▶ What to do: Transcribe the following entries word for word. End with the line where "#[derive(Debug, Clone, Copy, Default, PartialEq, Eq)]" appears.

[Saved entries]
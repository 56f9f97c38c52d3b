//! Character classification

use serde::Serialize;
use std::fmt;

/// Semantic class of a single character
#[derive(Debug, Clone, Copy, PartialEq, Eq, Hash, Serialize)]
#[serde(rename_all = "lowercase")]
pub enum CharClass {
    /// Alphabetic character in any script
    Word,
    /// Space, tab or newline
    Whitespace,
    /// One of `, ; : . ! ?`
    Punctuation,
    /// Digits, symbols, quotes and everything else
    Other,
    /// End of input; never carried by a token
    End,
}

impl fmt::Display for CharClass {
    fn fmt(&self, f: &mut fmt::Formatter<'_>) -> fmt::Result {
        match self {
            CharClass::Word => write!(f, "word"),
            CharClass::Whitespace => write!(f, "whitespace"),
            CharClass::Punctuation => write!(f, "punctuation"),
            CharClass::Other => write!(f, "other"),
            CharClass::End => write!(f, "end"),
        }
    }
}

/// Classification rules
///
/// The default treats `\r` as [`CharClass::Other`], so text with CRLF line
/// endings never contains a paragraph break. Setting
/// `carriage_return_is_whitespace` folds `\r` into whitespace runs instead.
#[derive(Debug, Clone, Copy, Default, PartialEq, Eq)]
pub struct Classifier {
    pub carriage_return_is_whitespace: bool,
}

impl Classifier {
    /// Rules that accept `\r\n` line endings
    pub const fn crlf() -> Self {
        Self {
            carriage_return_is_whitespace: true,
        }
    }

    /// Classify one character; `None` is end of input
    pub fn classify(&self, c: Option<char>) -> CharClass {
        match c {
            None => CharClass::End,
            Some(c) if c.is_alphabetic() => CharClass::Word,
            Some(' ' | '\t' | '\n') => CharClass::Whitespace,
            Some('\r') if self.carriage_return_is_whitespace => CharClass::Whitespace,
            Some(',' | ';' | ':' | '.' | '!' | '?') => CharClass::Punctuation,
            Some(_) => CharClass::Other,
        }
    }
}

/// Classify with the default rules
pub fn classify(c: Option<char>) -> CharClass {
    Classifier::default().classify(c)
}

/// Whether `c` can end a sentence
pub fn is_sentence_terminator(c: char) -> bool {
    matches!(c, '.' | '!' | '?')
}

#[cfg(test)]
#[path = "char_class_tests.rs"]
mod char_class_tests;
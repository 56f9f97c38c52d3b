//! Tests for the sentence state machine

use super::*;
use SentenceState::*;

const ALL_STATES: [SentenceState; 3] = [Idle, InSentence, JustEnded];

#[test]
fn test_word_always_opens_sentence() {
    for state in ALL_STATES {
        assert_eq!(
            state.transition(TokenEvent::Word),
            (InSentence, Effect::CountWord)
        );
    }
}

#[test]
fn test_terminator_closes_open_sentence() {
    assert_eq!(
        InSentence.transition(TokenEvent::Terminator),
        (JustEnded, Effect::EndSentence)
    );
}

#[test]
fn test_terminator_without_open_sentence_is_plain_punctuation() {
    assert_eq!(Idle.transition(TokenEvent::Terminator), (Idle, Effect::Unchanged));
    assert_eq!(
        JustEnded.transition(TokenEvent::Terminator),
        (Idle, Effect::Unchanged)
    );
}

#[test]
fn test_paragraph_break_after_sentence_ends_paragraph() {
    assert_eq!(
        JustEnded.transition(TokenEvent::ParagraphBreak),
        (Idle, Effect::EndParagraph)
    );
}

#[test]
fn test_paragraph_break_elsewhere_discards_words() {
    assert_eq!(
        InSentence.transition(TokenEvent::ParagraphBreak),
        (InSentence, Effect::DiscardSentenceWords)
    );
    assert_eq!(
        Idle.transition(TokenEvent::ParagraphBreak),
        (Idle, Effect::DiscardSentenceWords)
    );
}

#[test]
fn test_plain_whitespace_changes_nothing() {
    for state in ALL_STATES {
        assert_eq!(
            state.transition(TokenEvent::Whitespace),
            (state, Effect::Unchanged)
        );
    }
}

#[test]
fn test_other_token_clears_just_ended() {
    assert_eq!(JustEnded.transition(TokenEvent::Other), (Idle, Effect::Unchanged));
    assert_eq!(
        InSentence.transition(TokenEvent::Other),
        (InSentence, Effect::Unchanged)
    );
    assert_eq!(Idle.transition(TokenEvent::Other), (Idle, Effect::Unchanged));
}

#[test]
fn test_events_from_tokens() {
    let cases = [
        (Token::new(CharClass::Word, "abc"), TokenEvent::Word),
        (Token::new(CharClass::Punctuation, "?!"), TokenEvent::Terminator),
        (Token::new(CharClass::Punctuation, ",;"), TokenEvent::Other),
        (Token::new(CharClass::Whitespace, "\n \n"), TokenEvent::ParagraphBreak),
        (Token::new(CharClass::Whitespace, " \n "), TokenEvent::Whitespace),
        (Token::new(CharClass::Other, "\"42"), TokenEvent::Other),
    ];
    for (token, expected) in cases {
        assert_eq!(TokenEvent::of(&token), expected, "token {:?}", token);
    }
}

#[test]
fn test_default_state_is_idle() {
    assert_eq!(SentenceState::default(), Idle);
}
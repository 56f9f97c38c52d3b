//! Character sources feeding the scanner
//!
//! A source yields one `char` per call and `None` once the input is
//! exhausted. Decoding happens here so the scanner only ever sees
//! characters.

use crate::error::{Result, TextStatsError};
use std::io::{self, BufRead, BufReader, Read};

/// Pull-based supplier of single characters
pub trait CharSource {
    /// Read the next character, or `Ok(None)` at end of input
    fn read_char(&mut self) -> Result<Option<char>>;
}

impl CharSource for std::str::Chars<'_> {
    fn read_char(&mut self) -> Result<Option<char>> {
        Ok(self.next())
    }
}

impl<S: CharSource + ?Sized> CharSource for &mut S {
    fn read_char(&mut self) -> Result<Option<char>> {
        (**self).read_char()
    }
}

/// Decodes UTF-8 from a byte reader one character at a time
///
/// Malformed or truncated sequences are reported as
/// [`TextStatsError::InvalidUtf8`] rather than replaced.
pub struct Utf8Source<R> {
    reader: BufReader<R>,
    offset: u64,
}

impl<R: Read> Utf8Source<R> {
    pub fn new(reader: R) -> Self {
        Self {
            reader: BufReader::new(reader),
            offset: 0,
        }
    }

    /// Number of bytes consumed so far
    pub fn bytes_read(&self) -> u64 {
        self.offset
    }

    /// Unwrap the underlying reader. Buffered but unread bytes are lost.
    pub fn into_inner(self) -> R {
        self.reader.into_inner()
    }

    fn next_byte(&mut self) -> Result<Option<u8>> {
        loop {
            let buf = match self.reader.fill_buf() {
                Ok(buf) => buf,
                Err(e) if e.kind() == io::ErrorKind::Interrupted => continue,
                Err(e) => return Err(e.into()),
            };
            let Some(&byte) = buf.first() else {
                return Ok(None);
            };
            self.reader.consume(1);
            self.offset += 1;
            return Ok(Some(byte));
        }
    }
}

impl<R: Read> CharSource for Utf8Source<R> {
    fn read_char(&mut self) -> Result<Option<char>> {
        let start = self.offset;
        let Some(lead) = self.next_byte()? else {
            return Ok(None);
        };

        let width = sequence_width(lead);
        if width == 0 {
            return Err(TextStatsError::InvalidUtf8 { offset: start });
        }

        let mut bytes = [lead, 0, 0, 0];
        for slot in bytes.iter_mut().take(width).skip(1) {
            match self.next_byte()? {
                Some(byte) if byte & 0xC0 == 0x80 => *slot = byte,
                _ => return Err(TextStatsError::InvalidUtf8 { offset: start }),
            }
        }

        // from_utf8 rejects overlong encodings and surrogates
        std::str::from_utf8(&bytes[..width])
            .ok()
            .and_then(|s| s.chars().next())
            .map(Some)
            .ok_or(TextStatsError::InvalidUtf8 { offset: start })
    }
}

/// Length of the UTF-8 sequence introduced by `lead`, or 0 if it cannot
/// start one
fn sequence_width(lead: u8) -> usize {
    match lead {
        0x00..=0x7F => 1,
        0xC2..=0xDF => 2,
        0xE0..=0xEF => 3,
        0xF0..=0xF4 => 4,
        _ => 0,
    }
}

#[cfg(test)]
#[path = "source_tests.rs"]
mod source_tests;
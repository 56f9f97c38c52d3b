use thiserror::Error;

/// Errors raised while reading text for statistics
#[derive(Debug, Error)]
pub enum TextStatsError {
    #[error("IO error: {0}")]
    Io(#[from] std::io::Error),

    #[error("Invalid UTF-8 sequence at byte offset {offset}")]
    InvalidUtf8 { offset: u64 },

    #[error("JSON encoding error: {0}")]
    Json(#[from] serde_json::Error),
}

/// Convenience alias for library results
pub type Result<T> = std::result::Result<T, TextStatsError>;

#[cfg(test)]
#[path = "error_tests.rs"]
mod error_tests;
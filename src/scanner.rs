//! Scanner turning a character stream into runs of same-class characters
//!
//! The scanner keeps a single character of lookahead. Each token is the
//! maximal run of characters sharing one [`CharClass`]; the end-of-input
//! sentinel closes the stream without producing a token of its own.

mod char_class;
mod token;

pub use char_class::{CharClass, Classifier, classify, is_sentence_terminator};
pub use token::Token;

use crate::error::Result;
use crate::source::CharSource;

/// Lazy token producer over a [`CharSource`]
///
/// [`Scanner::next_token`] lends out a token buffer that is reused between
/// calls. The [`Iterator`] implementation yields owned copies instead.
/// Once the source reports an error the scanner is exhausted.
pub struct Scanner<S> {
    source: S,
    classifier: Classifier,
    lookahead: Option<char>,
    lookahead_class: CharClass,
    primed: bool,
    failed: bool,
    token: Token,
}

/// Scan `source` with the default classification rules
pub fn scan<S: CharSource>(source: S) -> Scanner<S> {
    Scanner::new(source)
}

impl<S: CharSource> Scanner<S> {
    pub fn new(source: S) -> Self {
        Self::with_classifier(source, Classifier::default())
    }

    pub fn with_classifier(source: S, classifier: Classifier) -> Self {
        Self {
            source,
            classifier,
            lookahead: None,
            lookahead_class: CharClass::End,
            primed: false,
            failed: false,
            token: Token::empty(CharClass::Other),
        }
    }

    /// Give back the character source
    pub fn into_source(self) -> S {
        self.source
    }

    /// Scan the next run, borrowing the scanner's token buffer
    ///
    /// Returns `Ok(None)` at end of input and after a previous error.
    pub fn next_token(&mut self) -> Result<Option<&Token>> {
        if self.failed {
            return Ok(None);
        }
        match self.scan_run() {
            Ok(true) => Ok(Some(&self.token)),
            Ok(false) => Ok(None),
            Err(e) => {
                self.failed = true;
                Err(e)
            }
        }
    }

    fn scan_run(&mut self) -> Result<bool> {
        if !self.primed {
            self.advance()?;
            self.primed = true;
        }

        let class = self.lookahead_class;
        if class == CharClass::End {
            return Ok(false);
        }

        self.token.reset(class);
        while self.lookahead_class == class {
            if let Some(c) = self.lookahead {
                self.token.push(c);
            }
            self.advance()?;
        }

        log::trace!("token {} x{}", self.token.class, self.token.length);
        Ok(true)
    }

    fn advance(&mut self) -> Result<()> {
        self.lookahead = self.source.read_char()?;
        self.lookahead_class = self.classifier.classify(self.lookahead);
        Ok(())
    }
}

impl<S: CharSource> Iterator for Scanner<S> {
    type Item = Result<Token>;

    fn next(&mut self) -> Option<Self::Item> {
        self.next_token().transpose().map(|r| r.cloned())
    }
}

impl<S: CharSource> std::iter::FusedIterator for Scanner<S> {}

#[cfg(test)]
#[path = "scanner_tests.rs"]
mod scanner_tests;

▶ Task response:
repository 56f9f97c38c52d3b
//! Character classification

use serde::Serialize;
use std::fmt;

/// Semantic class of a single character
#[derive(Debug, Clone, Copy, PartialEq, Eq, Hash, Serialize)]
#[serde(rename_all = "lowercase")]
pub enum CharClass {
    /// Alphabetic character in any script
    Word,
    /// Space, tab or newline
    Whitespace,
    /// One of `, ; : . ! ?`
    Punctuation,
    /// Digits, symbols, quotes and everything else
    Other,
    /// End of input; never carried by a token
    End,
}

impl fmt::Display for CharClass {
    fn fmt(&self, f: &mut fmt::Formatter<'_>) -> fmt::Result {
        match self {
            CharClass::Word => write!(f, "word"),
            CharClass::Whitespace => write!(f, "whitespace"),
            CharClass::Punctuation => write!(f, "punctuation"),
            CharClass::Other => write!(f, "other"),
            CharClass::End => write!(f, "end"),
        }
    }
}

/// Classification rules
///
/// The default treats `\r` as [`CharClass::Other`], so text with CRLF line
/// endings never contains a paragraph break. Setting
/// `carriage_return_is_whitespace` folds `\r` into whitespace runs instead.
#[derive(Debug, Clone, Copy, Default, PartialEq, Eq)]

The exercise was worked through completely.